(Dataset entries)
══════════════════════════════

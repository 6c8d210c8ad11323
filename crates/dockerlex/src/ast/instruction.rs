use std::fmt;
use std::str::FromStr;

use serde::Serialize;

use super::kinds::{
    CommandForm, ExecForm, FromImage, HasFlags, HasHeredocs, HasJsonArgs, HasProperties,
    Healthcheck, Onbuild, PropertyList,
};
use super::{Argument, Flag, Heredoc, Property, Variable};
use crate::error::{Error, Result};
use crate::parser::span::{Position, Range};

/// Dockerfile instruction keywords.
#[derive(Debug, Clone, Copy, PartialEq, Eq, Hash, Serialize)]
#[serde(rename_all = "UPPERCASE")]
pub enum Keyword {
    Add,
    Arg,
    Cmd,
    Copy,
    Entrypoint,
    Env,
    Expose,
    From,
    Healthcheck,
    Label,
    Maintainer,
    Onbuild,
    Run,
    Shell,
    Stopsignal,
    User,
    Volume,
    Workdir,
}

impl Keyword {
    pub const ALL: [Keyword; 18] = [
        Keyword::Add,
        Keyword::Arg,
        Keyword::Cmd,
        Keyword::Copy,
        Keyword::Entrypoint,
        Keyword::Env,
        Keyword::Expose,
        Keyword::From,
        Keyword::Healthcheck,
        Keyword::Label,
        Keyword::Maintainer,
        Keyword::Onbuild,
        Keyword::Run,
        Keyword::Shell,
        Keyword::Stopsignal,
        Keyword::User,
        Keyword::Volume,
        Keyword::Workdir,
    ];

    pub fn as_str(self) -> &'static str {
        match self {
            Keyword::Add => "ADD",
            Keyword::Arg => "ARG",
            Keyword::Cmd => "CMD",
            Keyword::Copy => "COPY",
            Keyword::Entrypoint => "ENTRYPOINT",
            Keyword::Env => "ENV",
            Keyword::Expose => "EXPOSE",
            Keyword::From => "FROM",
            Keyword::Healthcheck => "HEALTHCHECK",
            Keyword::Label => "LABEL",
            Keyword::Maintainer => "MAINTAINER",
            Keyword::Onbuild => "ONBUILD",
            Keyword::Run => "RUN",
            Keyword::Shell => "SHELL",
            Keyword::Stopsignal => "STOPSIGNAL",
            Keyword::User => "USER",
            Keyword::Volume => "VOLUME",
            Keyword::Workdir => "WORKDIR",
        }
    }
}

impl FromStr for Keyword {
    type Err = Error;

    fn from_str(s: &str) -> Result<Self> {
        Keyword::ALL
            .into_iter()
            .find(|k| k.as_str().eq_ignore_ascii_case(s))
            .ok_or_else(|| Error::UnknownKeyword(s.to_string()))
    }
}

impl fmt::Display for Keyword {
    fn fmt(&self, f: &mut fmt::Formatter<'_>) -> fmt::Result {
        f.write_str(self.as_str())
    }
}

/// Keyword-specific payload of an instruction.
#[derive(Debug, Clone, PartialEq, Eq, Serialize)]
#[serde(tag = "kind", content = "data", rename_all = "snake_case")]
pub enum InstructionKind {
    Add(CommandForm),
    Copy(CommandForm),
    Run(CommandForm),
    Arg(PropertyList),
    Env(PropertyList),
    Label(PropertyList),
    Cmd(ExecForm),
    Entrypoint(ExecForm),
    Shell(ExecForm),
    Volume(ExecForm),
    From(FromImage),
    Healthcheck(Healthcheck),
    Onbuild(Onbuild),
    /// WORKDIR, EXPOSE, USER, STOPSIGNAL, MAINTAINER and unknown keywords
    Generic,
}

/// One instruction: keyword, arguments and kind-specific structure.
#[derive(Debug, Clone, PartialEq, Eq, Serialize)]
pub struct Instruction {
    pub(crate) name: String,
    pub(crate) keyword: String,
    pub(crate) name_range: Range,
    pub(crate) range: Range,
    pub(crate) arguments: Vec<Argument>,
    pub(crate) expanded_arguments: Vec<Argument>,
    pub(crate) variables: Vec<Variable>,
    pub(crate) kind: InstructionKind,
}

impl Instruction {
    /// Name as written, continuations removed.
    pub fn name(&self) -> &str {
        &self.name
    }

    /// Uppercased name.
    pub fn keyword(&self) -> &str {
        &self.keyword
    }

    /// The known keyword, `None` for unrecognized instructions.
    pub fn known_keyword(&self) -> Option<Keyword> {
        self.keyword.parse().ok()
    }

    pub fn is(&self, keyword: Keyword) -> bool {
        self.keyword == keyword.as_str()
    }

    pub fn name_range(&self) -> Range {
        self.name_range
    }

    pub fn range(&self) -> Range {
        self.range
    }

    pub fn contains(&self, pos: Position) -> bool {
        self.range.contains(pos)
    }

    pub fn arguments(&self) -> &[Argument] {
        &self.arguments
    }

    /// Arguments with resolved variable references substituted.
    pub fn expanded_arguments(&self) -> &[Argument] {
        &self.expanded_arguments
    }

    /// Variable references in the arguments, resolved against the
    /// declarations visible at this instruction.
    pub fn variables(&self) -> &[Variable] {
        &self.variables
    }

    pub fn kind(&self) -> &InstructionKind {
        &self.kind
    }

    pub fn as_flags(&self) -> Option<&dyn HasFlags> {
        match &self.kind {
            InstructionKind::Add(c) | InstructionKind::Copy(c) | InstructionKind::Run(c) => Some(c),
            InstructionKind::From(f) => Some(f),
            InstructionKind::Healthcheck(h) => Some(h),
            _ => None,
        }
    }

    pub fn as_properties(&self) -> Option<&dyn HasProperties> {
        match &self.kind {
            InstructionKind::Arg(p) | InstructionKind::Env(p) | InstructionKind::Label(p) => {
                Some(p)
            }
            _ => None,
        }
    }

    pub fn as_json_args(&self) -> Option<&dyn HasJsonArgs> {
        match &self.kind {
            InstructionKind::Add(c) | InstructionKind::Copy(c) | InstructionKind::Run(c) => Some(c),
            InstructionKind::Cmd(e)
            | InstructionKind::Entrypoint(e)
            | InstructionKind::Shell(e)
            | InstructionKind::Volume(e) => Some(e),
            InstructionKind::Healthcheck(h) => Some(h),
            _ => None,
        }
    }

    pub fn as_heredocs(&self) -> Option<&dyn HasHeredocs> {
        match &self.kind {
            InstructionKind::Add(c) | InstructionKind::Copy(c) | InstructionKind::Run(c) => Some(c),
            _ => None,
        }
    }

    /// Leading flags; empty for instructions without flag support.
    pub fn flags(&self) -> &[Flag] {
        self.as_flags().map(|f| f.flags()).unwrap_or_default()
    }

    pub fn flag(&self, name: &str) -> Option<&Flag> {
        self.as_flags().and_then(|f| f.flag(name))
    }

    /// ARG/ENV/LABEL declarations; empty for other instructions.
    pub fn properties(&self) -> &[Property] {
        self.as_properties()
            .map(|p| p.properties())
            .unwrap_or_default()
    }

    pub fn heredocs(&self) -> &[Heredoc] {
        self.as_heredocs()
            .map(|h| h.heredocs())
            .unwrap_or_default()
    }

    pub fn from_image(&self) -> Option<&FromImage> {
        match &self.kind {
            InstructionKind::From(f) => Some(f),
            _ => None,
        }
    }

    pub fn healthcheck(&self) -> Option<&Healthcheck> {
        match &self.kind {
            InstructionKind::Healthcheck(h) => Some(h),
            _ => None,
        }
    }

    /// Trigger of an ONBUILD instruction.
    pub fn trigger(&self) -> Option<&Instruction> {
        match &self.kind {
            InstructionKind::Onbuild(o) => o.trigger(),
            _ => None,
        }
    }

    pub(crate) fn start_line(&self) -> u32 {
        self.range.start.line
    }
}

══════════════════════════════

Answer with one number only: how many lines above contain the word "specific".

**PROBLEM SOLUTION**: 2